§ **Exercise requirements**:
Your task is to gather the lines below that hold the string "crates".

§ **Supplied records**:
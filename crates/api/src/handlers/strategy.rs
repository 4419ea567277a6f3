use axum::{extract::State, response::IntoResponse, Json};
use router_core::RoutingStrategy;
use serde::{Deserialize, Serialize};
use tracing::info;

use crate::{error::ApiResult, response::ApiResponse, routes::AppState};

#[derive(Debug, Deserialize)]
pub struct ChangeStrategyRequest {
    pub strategy: String,
}

#[derive(Debug, Serialize)]
pub struct StrategyChange {
    pub previous: RoutingStrategy,
    pub current: RoutingStrategy,
}

pub async fn change_strategy(
    State(state): State<AppState>,
    Json(request): Json<ChangeStrategyRequest>,
) -> ApiResult<impl IntoResponse> {
    let strategy: RoutingStrategy = request.strategy.parse()?;
    let previous = state.router.change_strategy(strategy).await?;
    info!("HTTP切换路由策略: {} -> {}", previous, strategy);

    Ok(ApiResponse::success_with_message(
        StrategyChange {
            previous,
            current: strategy,
        },
        format!("Routing strategy changed from {previous} to {strategy}"),
    ))
}
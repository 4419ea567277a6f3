use serde::{Deserialize, Serialize};

use super::RoutingStrategy;

/// 路由器整体指标
#[derive(Debug, Clone, Serialize, Deserialize, PartialEq)]
pub struct RouterMetrics {
    pub total_tasks_processed: u64,
    pub tasks_in_progress: usize,
    pub average_processing_time_ms: f64,
    pub worker_count: usize,
    pub routing_strategy: RoutingStrategy,
}

/// 扩缩容结果。扩缩容从不失败，越界请求会被截断。
#[derive(Debug, Clone, Serialize, Deserialize, PartialEq, Eq)]
pub struct ScaleResult {
    pub success: bool,
    pub new_size: usize,
    pub message: String,
}
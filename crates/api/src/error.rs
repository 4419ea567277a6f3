use axum::{
    http::StatusCode,
    response::{IntoResponse, Response},
    Json,
};
use router_core::RouterError;
use serde_json::json;
use thiserror::Error;

#[derive(Debug, Error)]
pub enum ApiError {
    #[error("路由器错误: {0}")]
    Router(#[from] RouterError),
}

impl IntoResponse for ApiError {
    fn into_response(self) -> Response {
        let (status, error_message, error_type) = match &self {
            ApiError::Router(RouterError::DispatcherStopped) => (
                StatusCode::SERVICE_UNAVAILABLE,
                "任务分发器已停止".to_string(),
                "DISPATCHER_STOPPED",
            ),
            ApiError::Router(RouterError::InvalidStrategy(name)) => (
                StatusCode::BAD_REQUEST,
                format!("无效的路由策略: {name}"),
                "INVALID_STRATEGY",
            ),
        };

        if status.is_server_error() {
            tracing::error!("请求处理失败: {}", self);
        }

        let body = Json(json!({
            "error": {
                "message": error_message,
                "type": error_type,
                "code": status.as_u16(),
                "timestamp": chrono::Utc::now().to_rfc3339(),
            }
        }));

        (status, body).into_response()
    }
}

pub type ApiResult<T> = Result<T, ApiError>;

#[cfg(test)]
mod tests {
    use super::*;

    #[test]
    fn test_stopped_dispatcher_maps_to_unavailable() {
        let response = ApiError::from(RouterError::DispatcherStopped).into_response();
        assert_eq!(response.status(), StatusCode::SERVICE_UNAVAILABLE);
    }

    #[test]
    fn test_invalid_strategy_maps_to_bad_request() {
        let response =
            ApiError::from(RouterError::InvalidStrategy("fastest".to_string())).into_response();
        assert_eq!(response.status(), StatusCode::BAD_REQUEST);
    }

    #[test]
    fn test_api_error_display() {
        let error = ApiError::from(RouterError::DispatcherStopped);
        assert_eq!(format!("{error}"), "路由器错误: 分发器已停止");
    }
}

§ **Exercise solution**:
filename crates/api/src/handlers/strategy.rs
filename crates/api/src/error.rs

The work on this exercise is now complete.